Exercise goal.
From the listing below, select every line where the word "entry" appears.

Given data.
----

//! # Bundle Resolver
//!
//! Explodes an order-line SKU into the component SKUs that actually carry
//! inventory.
//!
//! ```text
//! GIFT-BOX × 10        components: MUG × 1, COASTER × 2
//!      │
//!      ▼
//! resolve() ──► [ (COASTER, 20), (MUG, 10) ]   sorted by component SKU
//!
//! MUG × 3 (not a bundle)
//!      │
//!      ▼
//! resolve() ──► [ (MUG, 3) ]
//! ```
//!
//! Only one level of explosion exists: a bundle may not contain a bundle.

use std::collections::{BTreeMap, HashSet};

use crate::error::{CoreError, CoreResult, ValidationError};
use crate::types::{BundleComponent, ComponentDemand, Item};
use crate::validation::validate_quantity;
use crate::MAX_LINE_QUANTITY;

/// Expands `qty` units of `item` into component demands.
///
/// `components` are the bundle's definition rows and `component_items` the
/// catalog entries for those components. Both are ignored for a simple item.
///
/// ## Errors
/// - `NoComponentsDefined` when a bundle has no rows
/// - `UnknownSku` when a component is missing from `component_items`
/// - `NestedBundle` when a component is itself a bundle
/// - `Validation(OutOfRange)` when a component's exploded quantity exceeds
///   `MAX_LINE_QUANTITY`
pub fn resolve(
    item: &Item,
    components: &[BundleComponent],
    component_items: &[Item],
    qty: i64,
) -> CoreResult<Vec<ComponentDemand>> {
    validate_quantity("qty", qty)?;

    if !item.is_bundle {
        return Ok(vec![ComponentDemand {
            sku: item.sku.clone(),
            qty,
        }]);
    }

    let rows: Vec<&BundleComponent> = components
        .iter()
        .filter(|c| c.bundle_sku == item.sku)
        .collect();

    if rows.is_empty() {
        return Err(CoreError::NoComponentsDefined {
            bundle_sku: item.sku.clone(),
        });
    }

    // BTreeMap keeps the output ordered by component SKU.
    let mut demands: BTreeMap<&str, i64> = BTreeMap::new();

    for row in rows {
        let component = component_items
            .iter()
            .find(|i| i.sku == row.component_sku)
            .ok_or_else(|| CoreError::UnknownSku(row.component_sku.clone()))?;

        if component.is_bundle || component.sku == item.sku {
            return Err(CoreError::NestedBundle {
                bundle_sku: item.sku.clone(),
                component_sku: component.sku.clone(),
            });
        }

        if row.quantity_per_bundle <= 0 {
            return Err(ValidationError::MustBePositive {
                field: "quantity_per_bundle".to_string(),
            }
            .into());
        }

        let out_of_range = || ValidationError::OutOfRange {
            field: format!("qty of component {}", row.component_sku),
            min: 1,
            max: MAX_LINE_QUANTITY,
        };

        let entry = demands.entry(row.component_sku.as_str()).or_insert(0);
        let required = qty
            .checked_mul(row.quantity_per_bundle)
            .and_then(|required| required.checked_add(*entry))
            .filter(|total| *total <= MAX_LINE_QUANTITY)
            .ok_or_else(out_of_range)?;
        *entry = required;
    }

    Ok(demands
        .into_iter()
        .map(|(sku, qty)| ComponentDemand {
            sku: sku.to_string(),
            qty,
        })
        .collect())
}

/// Sorted, de-duplicated SKUs of a set of demands.
///
/// This is the SKU set the idempotency check and the writer locks work on.
pub fn component_skus(demands: &[ComponentDemand]) -> Vec<String> {
    let mut skus: Vec<String> = demands.iter().map(|d| d.sku.clone()).collect();
    skus.sort();
    skus.dedup();
    skus
}

/// Validates a new definition for `bundle` before it replaces the old rows.
///
/// ## Rules
/// - `bundle` must be flagged as a bundle
/// - at least one component
/// - every component registered, not a bundle, not the bundle itself
/// - each component listed once with `quantity_per_bundle > 0`
pub fn validate_definition(
    bundle: &Item,
    components: &[(String, i64)],
    component_items: &[Item],
) -> CoreResult<Vec<BundleComponent>> {
    if !bundle.is_bundle {
        return Err(ValidationError::InvalidFormat {
            field: "bundle_sku".to_string(),
            reason: format!("{} is not registered as a bundle", bundle.sku),
        }
        .into());
    }

    if components.is_empty() {
        return Err(CoreError::NoComponentsDefined {
            bundle_sku: bundle.sku.clone(),
        });
    }

    let mut seen = HashSet::new();
    let mut rows = Vec::with_capacity(components.len());

    for (component_sku, per_bundle) in components {
        if !seen.insert(component_sku.as_str()) {
            return Err(ValidationError::Duplicate {
                field: "component_sku".to_string(),
                value: component_sku.clone(),
            }
            .into());
        }

        if *per_bundle <= 0 {
            return Err(ValidationError::MustBePositive {
                field: "quantity_per_bundle".to_string(),
            }
            .into());
        }

        let component = component_items
            .iter()
            .find(|i| &i.sku == component_sku)
            .ok_or_else(|| CoreError::UnknownSku(component_sku.clone()))?;

        if component.is_bundle || component.sku == bundle.sku {
            return Err(CoreError::NestedBundle {
                bundle_sku: bundle.sku.clone(),
                component_sku: component.sku.clone(),
            });
        }

        rows.push(BundleComponent {
            bundle_sku: bundle.sku.clone(),
            component_sku: component_sku.clone(),
            quantity_per_bundle: *per_bundle,
        });
    }

    rows.sort_by(|a, b| a.component_sku.cmp(&b.component_sku));
    Ok(rows)
}

// =============================================================================
// Unit Tests
// =============================================================================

----

Written answer.
        let entry = demands.entry(row.component_sku.as_str()).or_insert(0);
            .and_then(|required| required.checked_add(*entry))
        *entry = required;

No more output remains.